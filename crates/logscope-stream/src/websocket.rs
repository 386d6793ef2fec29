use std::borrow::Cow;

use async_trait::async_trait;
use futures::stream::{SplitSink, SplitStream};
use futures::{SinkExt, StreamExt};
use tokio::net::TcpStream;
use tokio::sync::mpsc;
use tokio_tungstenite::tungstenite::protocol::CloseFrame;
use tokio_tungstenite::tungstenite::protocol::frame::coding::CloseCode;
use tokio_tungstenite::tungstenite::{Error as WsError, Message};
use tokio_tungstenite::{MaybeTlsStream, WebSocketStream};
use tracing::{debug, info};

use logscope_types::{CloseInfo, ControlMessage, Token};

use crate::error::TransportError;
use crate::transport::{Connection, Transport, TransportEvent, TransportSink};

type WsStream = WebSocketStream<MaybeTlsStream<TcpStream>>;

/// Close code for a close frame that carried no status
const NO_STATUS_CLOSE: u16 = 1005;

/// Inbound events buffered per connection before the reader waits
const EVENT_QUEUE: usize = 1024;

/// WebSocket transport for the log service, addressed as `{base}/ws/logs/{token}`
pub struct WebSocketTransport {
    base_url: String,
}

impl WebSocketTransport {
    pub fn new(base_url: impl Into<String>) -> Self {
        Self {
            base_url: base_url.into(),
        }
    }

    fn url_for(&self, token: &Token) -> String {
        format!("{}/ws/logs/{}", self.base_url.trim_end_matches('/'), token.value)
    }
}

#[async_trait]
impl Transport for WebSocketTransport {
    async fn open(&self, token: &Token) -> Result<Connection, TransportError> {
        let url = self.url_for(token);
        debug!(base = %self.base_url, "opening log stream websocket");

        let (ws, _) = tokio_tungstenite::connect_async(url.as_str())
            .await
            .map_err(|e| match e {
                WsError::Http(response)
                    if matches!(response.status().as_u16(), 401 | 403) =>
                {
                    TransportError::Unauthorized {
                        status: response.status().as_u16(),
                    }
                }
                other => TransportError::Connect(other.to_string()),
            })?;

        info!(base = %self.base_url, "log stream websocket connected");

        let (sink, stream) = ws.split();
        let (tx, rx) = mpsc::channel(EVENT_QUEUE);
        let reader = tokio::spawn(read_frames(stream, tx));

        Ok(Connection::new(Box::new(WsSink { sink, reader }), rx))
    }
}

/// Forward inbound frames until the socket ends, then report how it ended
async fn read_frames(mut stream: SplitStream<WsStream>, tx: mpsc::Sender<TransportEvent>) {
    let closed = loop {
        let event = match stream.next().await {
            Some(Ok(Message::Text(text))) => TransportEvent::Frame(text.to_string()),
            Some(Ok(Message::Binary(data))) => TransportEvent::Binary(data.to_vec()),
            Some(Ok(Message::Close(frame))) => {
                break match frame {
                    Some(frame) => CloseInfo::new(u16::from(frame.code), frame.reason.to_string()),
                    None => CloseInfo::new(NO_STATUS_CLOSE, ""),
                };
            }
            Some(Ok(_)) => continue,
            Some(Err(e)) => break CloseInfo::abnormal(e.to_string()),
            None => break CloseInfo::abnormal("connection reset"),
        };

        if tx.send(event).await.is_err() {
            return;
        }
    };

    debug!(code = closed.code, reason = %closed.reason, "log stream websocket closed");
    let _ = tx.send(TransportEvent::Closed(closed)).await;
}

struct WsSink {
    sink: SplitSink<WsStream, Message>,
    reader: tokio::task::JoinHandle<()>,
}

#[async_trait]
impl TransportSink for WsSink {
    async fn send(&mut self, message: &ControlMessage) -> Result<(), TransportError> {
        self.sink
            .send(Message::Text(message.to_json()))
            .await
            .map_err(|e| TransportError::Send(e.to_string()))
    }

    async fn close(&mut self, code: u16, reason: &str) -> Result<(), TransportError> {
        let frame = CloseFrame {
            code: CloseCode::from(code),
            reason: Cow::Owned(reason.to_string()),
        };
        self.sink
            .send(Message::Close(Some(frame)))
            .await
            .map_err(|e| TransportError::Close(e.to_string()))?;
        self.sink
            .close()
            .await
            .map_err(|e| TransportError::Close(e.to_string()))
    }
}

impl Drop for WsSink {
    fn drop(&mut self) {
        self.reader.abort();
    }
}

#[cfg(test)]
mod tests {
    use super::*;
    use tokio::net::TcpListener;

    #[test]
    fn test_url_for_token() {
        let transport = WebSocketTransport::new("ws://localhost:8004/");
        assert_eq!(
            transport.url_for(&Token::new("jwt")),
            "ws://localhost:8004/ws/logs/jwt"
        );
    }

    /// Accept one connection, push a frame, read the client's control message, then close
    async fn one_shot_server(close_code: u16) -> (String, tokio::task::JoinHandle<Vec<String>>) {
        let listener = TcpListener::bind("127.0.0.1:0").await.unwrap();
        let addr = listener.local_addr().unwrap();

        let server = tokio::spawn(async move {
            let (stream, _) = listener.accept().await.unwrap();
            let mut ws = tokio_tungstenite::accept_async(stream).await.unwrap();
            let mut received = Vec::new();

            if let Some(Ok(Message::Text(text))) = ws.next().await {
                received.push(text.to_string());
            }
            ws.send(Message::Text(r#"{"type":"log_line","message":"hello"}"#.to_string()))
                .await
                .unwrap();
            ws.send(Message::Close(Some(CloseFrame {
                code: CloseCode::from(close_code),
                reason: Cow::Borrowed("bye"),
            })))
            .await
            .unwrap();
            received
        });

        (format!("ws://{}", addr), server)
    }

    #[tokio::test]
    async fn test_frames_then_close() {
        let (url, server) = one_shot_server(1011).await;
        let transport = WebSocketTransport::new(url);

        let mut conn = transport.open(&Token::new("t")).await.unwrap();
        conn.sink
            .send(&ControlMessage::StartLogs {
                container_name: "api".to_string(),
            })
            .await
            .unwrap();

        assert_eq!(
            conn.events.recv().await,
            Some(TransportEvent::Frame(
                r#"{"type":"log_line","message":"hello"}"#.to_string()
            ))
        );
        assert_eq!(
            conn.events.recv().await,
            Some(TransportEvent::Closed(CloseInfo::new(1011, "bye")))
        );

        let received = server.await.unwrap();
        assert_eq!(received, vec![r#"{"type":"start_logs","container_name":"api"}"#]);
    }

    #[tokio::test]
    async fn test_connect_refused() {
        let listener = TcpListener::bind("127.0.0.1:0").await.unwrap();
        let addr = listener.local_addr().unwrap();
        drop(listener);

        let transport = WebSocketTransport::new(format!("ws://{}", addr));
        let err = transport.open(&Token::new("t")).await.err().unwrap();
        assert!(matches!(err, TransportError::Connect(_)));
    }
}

==

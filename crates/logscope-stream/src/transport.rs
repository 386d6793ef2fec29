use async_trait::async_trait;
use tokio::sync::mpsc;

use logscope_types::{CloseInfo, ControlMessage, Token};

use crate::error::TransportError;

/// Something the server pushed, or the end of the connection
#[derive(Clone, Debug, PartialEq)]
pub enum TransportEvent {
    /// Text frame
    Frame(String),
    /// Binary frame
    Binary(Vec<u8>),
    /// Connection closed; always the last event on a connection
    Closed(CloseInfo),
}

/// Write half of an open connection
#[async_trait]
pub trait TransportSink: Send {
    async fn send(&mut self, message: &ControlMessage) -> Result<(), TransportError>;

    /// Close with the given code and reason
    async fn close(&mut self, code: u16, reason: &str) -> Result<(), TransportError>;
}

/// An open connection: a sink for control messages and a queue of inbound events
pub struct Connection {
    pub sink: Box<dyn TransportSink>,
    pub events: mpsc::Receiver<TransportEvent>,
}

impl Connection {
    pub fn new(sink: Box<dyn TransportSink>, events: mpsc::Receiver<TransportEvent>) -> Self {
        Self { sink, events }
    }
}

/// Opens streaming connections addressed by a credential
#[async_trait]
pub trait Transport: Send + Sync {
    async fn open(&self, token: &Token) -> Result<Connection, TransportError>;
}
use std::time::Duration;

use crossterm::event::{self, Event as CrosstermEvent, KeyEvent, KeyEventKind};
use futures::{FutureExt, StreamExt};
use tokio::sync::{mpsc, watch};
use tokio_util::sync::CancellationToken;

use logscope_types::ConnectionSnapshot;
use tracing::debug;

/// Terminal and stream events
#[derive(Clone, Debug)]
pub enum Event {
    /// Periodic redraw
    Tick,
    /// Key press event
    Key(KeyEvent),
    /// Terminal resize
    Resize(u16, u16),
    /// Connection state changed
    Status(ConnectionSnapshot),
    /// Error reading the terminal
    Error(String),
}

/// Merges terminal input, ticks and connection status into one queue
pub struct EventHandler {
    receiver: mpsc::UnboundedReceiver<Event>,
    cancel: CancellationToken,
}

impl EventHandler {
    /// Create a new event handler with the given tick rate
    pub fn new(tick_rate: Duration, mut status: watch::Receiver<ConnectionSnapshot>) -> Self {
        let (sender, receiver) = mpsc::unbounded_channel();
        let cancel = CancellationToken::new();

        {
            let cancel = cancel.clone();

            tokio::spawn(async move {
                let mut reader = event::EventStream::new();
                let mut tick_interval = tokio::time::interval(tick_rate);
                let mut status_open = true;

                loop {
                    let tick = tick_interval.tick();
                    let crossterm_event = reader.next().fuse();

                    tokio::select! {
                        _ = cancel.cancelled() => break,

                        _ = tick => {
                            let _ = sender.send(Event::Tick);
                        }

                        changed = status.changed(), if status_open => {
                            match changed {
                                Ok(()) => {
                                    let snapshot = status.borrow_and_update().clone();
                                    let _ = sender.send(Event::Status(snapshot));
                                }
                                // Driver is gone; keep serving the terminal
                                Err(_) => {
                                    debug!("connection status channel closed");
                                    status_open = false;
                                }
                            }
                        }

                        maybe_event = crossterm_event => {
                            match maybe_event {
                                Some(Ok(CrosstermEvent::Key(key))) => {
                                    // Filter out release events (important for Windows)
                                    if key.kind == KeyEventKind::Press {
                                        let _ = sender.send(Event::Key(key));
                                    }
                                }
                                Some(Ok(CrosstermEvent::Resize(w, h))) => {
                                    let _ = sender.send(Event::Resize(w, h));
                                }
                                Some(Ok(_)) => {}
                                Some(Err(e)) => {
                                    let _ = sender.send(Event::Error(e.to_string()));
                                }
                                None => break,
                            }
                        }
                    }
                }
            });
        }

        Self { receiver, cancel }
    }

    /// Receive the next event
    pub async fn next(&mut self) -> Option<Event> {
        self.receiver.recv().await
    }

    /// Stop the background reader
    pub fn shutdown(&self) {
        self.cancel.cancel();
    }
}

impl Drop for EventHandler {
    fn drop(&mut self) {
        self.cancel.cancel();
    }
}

What the task asks>
Read the listing above, then copy every line that includes the string "crates".

Response to the task>
filename crates/logscope-stream/src/websocket.rs
filename crates/logscope-stream/src/transport.rs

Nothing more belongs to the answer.